How to Preserve Your Digital Photos and Videos … Forever
The stories that define our times in words and pictures are increasingly being created and stored digitally. But material that is born digital is just a series of 1s and 0s written on discs and hard drives, and it all lacks the permanence of paper. Will we be able to preserve our past for future generations?
The answer, professional digital archivists say, is "yes," as long as we take our cue from the presidential oath of office and swear to "preserve, protect and defend" our digital legacy, from valuable family videos to the slew of simple but treasured photos taken with cell phones . All it takes is a little digital savvy and tons of patience and perseverance.
For many of us, the stories that we want to share are those of our families. Transforming documents and photographs stored on a CD or DVD or on a computer into a coherent story starts with organization.
With more than 4 billion records in their databases, the folks at genealogy web site Ancestry.com know a thing or two about digital organization and preservation. Ancestry.com helps people trace their family roots and build family trees that are accessible online.
Todd Jensen, director of document preservation services at Ancestry.com, says the individual person is the basic building block of your story.
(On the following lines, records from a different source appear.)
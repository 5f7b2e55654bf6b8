//! The 7z container writer (C6): reserves the signature header, appends
//! each solid unit's packed bytes as the scheduler finishes them, then
//! writes the header (itself LZMA2-compressed) and the final signature.
//!
//! Grounded on the teacher's `write/mod.rs`/`write/writer_init.rs`
//! (reserve-then-rewind-to-finalize shape) and `format/mod.rs`'s
//! `SIGNATURE`/`SIGNATURE_HEADER_SIZE`/`property_id` constants.

use std::io::{self, Seek, SeekFrom, Write};

use crate::checksum::Crc32;
use crate::format::{SIGNATURE, SIGNATURE_HEADER_SIZE};
use crate::interrupt::InterruptFlag;
use crate::lzma::{self, Lzma2Params};
use crate::matchfinder::{MatchFinder, SearchConfig};
use crate::model::{CoderInfo, DataUnit, FileRecord};

use super::header::build_header;

/// Writes the 32-byte signature header, then streams solid-unit data,
/// and finally the compressed header plus header-header on [`finish`](Self::finish).
pub struct SevenZipWriter<W: Write + Seek> {
    out: W,
    units: Vec<DataUnit>,
    files: Vec<FileRecord>,
}

impl<W: Write + Seek> SevenZipWriter<W> {
    /// Reserves the 32-byte signature header (written for real in
    /// [`finish`](Self::finish)) and positions the stream for unit data.
    pub fn new(mut out: W) -> io::Result<Self> {
        out.write_all(&[0u8; SIGNATURE_HEADER_SIZE as usize])?;
        Ok(Self { out, units: Vec::new(), files: Vec::new() })
    }

    pub fn position(&mut self) -> io::Result<u64> {
        self.out.stream_position()
    }

    /// Appends one finished solid unit's packed bytes and records its
    /// metadata plus the [`FileRecord`]s it covers.
    pub fn append_unit(&mut self, data: &[u8], mut unit: DataUnit, files: &[FileRecord]) -> io::Result<()> {
        unit.first_file = self.files.len();
        self.files.extend_from_slice(files);
        unit.end_file = self.files.len();
        self.out.write_all(data)?;
        self.units.push(unit);
        Ok(())
    }

    /// Builds the header, compresses it through the same LZMA2 encoder
    /// used for unit data, writes the header-header, and rewinds to
    /// write the signature header last.
    pub fn finish(mut self) -> io::Result<W> {
        let header_bytes = build_header(&self.units, &self.files);

        let params = Lzma2Params { lc: 3, lp: 0, pb: 2, fast_length: 64, dictionary_size: 1 << 20 };
        let mf = MatchFinder::build(&header_bytes, 0, SearchConfig::new(32, 1));
        let interrupt = InterruptFlag::new();
        let mut compressed_header = Vec::new();
        lzma::encode_range(&header_bytes, 0, header_bytes.len(), &params, &mf, &interrupt, true, &mut compressed_header)?;
        lzma::lzma2::write_end_marker(&mut compressed_header)?;

        // The compressed header is packed data, like a unit's payload;
        // `pack_pos` in the header-header's PackInfo is relative to the
        // start of packed data (byte 32), same convention as a DataUnit.
        let pack_pos = self.out.stream_position()? - SIGNATURE_HEADER_SIZE;
        self.out.write_all(&compressed_header)?;

        // NextHeader itself is the small, uncompressed kEncodedHeader
        // descriptor pointing back at the blob just written.
        let next_header_offset = self.out.stream_position()? - SIGNATURE_HEADER_SIZE;
        let header_header = build_header_header(
            pack_pos,
            compressed_header.len() as u64,
            header_bytes.len() as u64,
            &lzma::coder_info(&params),
        );
        self.out.write_all(&header_header)?;

        let next_header_size = header_header.len() as u64;
        let next_header_crc = Crc32::compute(&header_header);

        let mut signature = [0u8; SIGNATURE_HEADER_SIZE as usize];
        signature[0..6].copy_from_slice(SIGNATURE);
        signature[6] = 0;
        signature[7] = 3;
        signature[12..20].copy_from_slice(&next_header_offset.to_le_bytes());
        signature[20..28].copy_from_slice(&next_header_size.to_le_bytes());
        signature[28..32].copy_from_slice(&next_header_crc.to_le_bytes());
        let start_crc = Crc32::compute(&signature[12..32]);
        signature[8..12].copy_from_slice(&start_crc.to_le_bytes());

        self.out.seek(SeekFrom::Start(0))?;
        self.out.write_all(&signature)?;
        self.out.flush()?;
        Ok(self.out)
    }
}

/// Wraps an encoded header as `kEncodedHeader` info so the signature
/// header's offset/size point at a single, self-describing folder.
fn build_header_header(pack_pos: u64, compressed_len: u64, unpack_size: u64, coder: &CoderInfo) -> Vec<u8> {
    use crate::format::property_id;
    use super::varint::write_number;

    let mut h = Vec::new();
    h.push(property_id::ENCODED_HEADER);
    h.push(property_id::PACK_INFO);
    write_number(&mut h, pack_pos);
    write_number(&mut h, 1);
    h.push(property_id::SIZE);
    write_number(&mut h, compressed_len);
    h.push(property_id::END);

    h.push(property_id::UNPACK_INFO);
    h.push(property_id::FOLDER);
    write_number(&mut h, 1);
    h.push(0);
    let flags = coder.method_id.len() as u8 | if coder.properties.is_some() { 0x20 } else { 0 };
    h.push(flags);
    h.extend_from_slice(&coder.method_id);
    if let Some(props) = &coder.properties {
        write_number(&mut h, props.len() as u64);
        h.extend_from_slice(props);
    }
    h.push(property_id::CODERS_UNPACK_SIZE);
    write_number(&mut h, unpack_size);
    h.push(property_id::END);
    h.push(property_id::END);
    h
}

#[cfg(test)]
mod tests {
    use super::*;
    use crate::model::DirPool;
    use std::io::Cursor;

    #[test]
    fn finishing_an_empty_archive_writes_a_valid_signature() {
        let writer = SevenZipWriter::new(Cursor::new(Vec::new())).unwrap();
        let cursor = writer.finish().unwrap();
        let bytes = cursor.into_inner();
        assert_eq!(&bytes[0..6], SIGNATURE);
        assert_eq!(bytes[6], 0);
        assert_eq!(bytes[7], 3);
        let start_crc = Crc32::compute(&bytes[12..32]);
        assert_eq!(u32::from_le_bytes(bytes[8..12].try_into().unwrap()), start_crc);
    }

    #[test]
    fn appending_a_unit_advances_the_output_position() {
        let mut writer = SevenZipWriter::new(Cursor::new(Vec::new())).unwrap();
        let mut pool = DirPool::new();
        let file = FileRecord {
            dir: pool.intern(""),
            name: "hello.txt".into(),
            root_offset: 0,
            ext_index: 0,
            size: 6,
            crc32: 0x3196_3516,
            mtime: None,
            ctime: None,
            attributes: None,
        };
        let unit = DataUnit {
            out_file_pos: SIGNATURE_HEADER_SIZE,
            unpack_size: 6,
            pack_size: 20,
            first_file: 0,
            end_file: 0,
            lzma2: CoderInfo::simple(vec![0x21], Some(vec![0x5D])),
            bcj: None,
            used_bcj: false,
        };
        writer.append_unit(&[0u8; 20], unit, std::slice::from_ref(&file)).unwrap();
        let bytes = writer.finish().unwrap().into_inner();
        assert!(bytes.len() > SIGNATURE_HEADER_SIZE as usize + 20);
    }
}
"You’re trying to tell a story to other people about your family," Jensen told TechNewsDaily. "Arrange it around a person, because it’s the person that you want to know about, that you have a letter or picture associated with. Then, as you group that information into families, you can easily organize that information in a family tree."
Metadata
Organization is nigh on impossible, though, if you can’t find what you’re looking for or if you don’t know what you’ve found. The key to organizing files, said Jensen, is metadata, which is nothing more than data about data.
Anyone who has spent any time on a photo-sharing site such as Flickr or posted party pictures on Facebook is familiar with "tagging" photos with information about who is in a picture, where it was shot and other information that provides a context.
Tagging makes your files searchable so you can retrieve and organize them. It also preserves information that may be forgotten over time.
"Metadata is what is critical for us," Jensen said. The best time to save this kind of information, experts suggest, is when the file is created, regardless of whether it is born digitally or being converted from analog to digital by scanning.
Digital file formats and software change over time. Some, like the dinosaurs, become extinct. It’s important to select a popular format for saving your data so that the files can be read in the future. Ancestry.com saves all images as well as documents in the popular JPEG format, which is the widely used format in digital cameras.
"One of the benefits of JPEG is we get really good resolution and a very nice compression," said Jensen. Compression is an important consideration, since images in some formats such as RAW can take up huge amounts of space.
As an added insurance that you will be able to read the digital files you save in the future, you should also keep a copy of the software and operating system you used to create them, says Jeff Guin, public information officer at the National Center for Preservation Technology Center.
"There’s probably going to be an opportunity to use that software in the future," he said.
Guin also recommends printing out and saving a physical copy of your information. "It’s a proven technology. Things last thousands of years. We keep digging them up."
Make several copies
Once you've saved them, it’s time to preserve them. The Library of Congress recommends that you make several copies of your files and store them in different places, regardless of whether you chose CDs, DVDs, external hard drives or online in the "cloud ."
Naturally, Ancestry.com has a bias toward the online option. "One of the advantages of places where you upload and interact is that they’re doing the storage and refresh for you," Jensen said. There’s no such thing, he added, as a "sure-fire write it to this and it will last forever and you can restore it no matter what" storage file format or media.
"Most archives have come to understand that the best option is to have a couple of different databases in different locations constantly being refreshed so they can mitigate a loss in one place or the other," Jensen said.
The key to honoring your oath to preserve, protect and defend, experts agree, is to "back up , back up, back up."
Jensen recommends doing it on an annual basis. More of us should listen: Nearly half of us never back up our computer files at all, according to a recent survey cited in USA Today.